- About this exercise
Would you please report how many lines of the listing contain "copied"? Reply with that number only.

- Entries provided
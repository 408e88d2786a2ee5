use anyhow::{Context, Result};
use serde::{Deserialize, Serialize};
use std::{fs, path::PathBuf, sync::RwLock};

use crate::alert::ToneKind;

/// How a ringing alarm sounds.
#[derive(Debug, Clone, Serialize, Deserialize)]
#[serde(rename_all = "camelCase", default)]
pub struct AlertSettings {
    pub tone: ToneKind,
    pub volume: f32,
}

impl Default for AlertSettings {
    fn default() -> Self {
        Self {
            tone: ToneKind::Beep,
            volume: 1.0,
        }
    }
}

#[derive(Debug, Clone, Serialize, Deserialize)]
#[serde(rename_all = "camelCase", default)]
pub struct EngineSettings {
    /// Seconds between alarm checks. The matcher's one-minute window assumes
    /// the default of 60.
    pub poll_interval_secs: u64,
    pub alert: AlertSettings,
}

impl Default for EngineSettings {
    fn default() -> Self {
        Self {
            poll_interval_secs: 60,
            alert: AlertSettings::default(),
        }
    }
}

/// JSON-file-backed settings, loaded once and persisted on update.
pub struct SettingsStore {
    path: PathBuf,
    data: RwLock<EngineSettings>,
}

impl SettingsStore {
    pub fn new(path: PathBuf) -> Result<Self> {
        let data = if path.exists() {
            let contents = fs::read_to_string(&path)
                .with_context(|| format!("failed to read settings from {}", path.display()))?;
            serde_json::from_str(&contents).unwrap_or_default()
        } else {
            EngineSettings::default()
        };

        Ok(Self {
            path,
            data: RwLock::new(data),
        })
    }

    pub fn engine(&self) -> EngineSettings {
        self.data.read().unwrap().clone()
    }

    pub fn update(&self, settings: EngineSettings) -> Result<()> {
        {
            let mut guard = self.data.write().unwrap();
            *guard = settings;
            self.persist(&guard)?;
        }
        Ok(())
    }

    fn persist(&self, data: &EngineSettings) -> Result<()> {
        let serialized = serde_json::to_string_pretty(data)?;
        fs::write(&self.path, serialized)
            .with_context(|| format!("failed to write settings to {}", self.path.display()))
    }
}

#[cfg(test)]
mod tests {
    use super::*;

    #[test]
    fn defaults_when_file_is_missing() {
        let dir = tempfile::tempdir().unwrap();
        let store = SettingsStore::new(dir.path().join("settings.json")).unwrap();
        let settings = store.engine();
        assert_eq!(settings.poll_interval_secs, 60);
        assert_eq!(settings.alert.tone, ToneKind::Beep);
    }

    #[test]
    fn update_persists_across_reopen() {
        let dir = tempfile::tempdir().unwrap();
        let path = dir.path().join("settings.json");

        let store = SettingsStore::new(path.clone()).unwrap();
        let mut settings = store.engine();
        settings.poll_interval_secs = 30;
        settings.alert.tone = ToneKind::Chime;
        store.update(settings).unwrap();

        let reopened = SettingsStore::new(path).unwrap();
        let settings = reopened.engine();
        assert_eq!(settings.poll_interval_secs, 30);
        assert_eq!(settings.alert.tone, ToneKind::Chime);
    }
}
==
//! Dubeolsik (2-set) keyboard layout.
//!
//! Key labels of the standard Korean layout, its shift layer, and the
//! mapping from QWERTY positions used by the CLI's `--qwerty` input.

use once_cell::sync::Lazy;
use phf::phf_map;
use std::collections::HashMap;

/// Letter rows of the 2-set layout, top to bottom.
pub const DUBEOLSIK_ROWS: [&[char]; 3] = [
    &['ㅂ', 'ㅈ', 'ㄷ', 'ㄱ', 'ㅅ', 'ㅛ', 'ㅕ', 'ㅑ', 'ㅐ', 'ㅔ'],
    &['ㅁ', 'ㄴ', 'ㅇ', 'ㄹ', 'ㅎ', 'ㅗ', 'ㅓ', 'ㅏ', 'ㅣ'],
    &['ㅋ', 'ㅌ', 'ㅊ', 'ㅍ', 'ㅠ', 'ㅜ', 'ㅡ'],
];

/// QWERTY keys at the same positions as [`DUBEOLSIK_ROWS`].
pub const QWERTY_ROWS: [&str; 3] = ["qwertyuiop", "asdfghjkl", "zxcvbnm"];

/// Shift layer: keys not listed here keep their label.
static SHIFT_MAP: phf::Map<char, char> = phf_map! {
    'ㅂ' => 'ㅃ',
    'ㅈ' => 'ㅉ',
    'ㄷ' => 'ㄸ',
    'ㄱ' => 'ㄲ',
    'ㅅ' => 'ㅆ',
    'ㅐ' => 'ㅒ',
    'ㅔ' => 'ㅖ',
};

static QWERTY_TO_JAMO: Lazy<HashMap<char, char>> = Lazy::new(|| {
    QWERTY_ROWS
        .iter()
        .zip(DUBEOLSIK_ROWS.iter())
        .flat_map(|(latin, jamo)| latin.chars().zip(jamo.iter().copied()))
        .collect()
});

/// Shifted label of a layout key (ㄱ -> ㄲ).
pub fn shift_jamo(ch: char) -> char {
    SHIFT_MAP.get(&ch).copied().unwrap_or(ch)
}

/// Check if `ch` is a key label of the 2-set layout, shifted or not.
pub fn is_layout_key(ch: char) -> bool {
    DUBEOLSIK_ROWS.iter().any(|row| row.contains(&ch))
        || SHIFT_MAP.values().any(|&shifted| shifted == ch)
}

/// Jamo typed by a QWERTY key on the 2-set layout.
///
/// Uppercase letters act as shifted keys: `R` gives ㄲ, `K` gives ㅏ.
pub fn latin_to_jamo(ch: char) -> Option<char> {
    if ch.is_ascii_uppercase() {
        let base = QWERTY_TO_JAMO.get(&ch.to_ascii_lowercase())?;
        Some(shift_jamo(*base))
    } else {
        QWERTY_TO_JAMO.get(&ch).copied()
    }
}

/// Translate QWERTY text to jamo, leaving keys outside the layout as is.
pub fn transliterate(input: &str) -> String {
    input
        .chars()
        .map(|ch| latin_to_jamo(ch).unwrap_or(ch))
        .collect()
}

- Solution for this task
3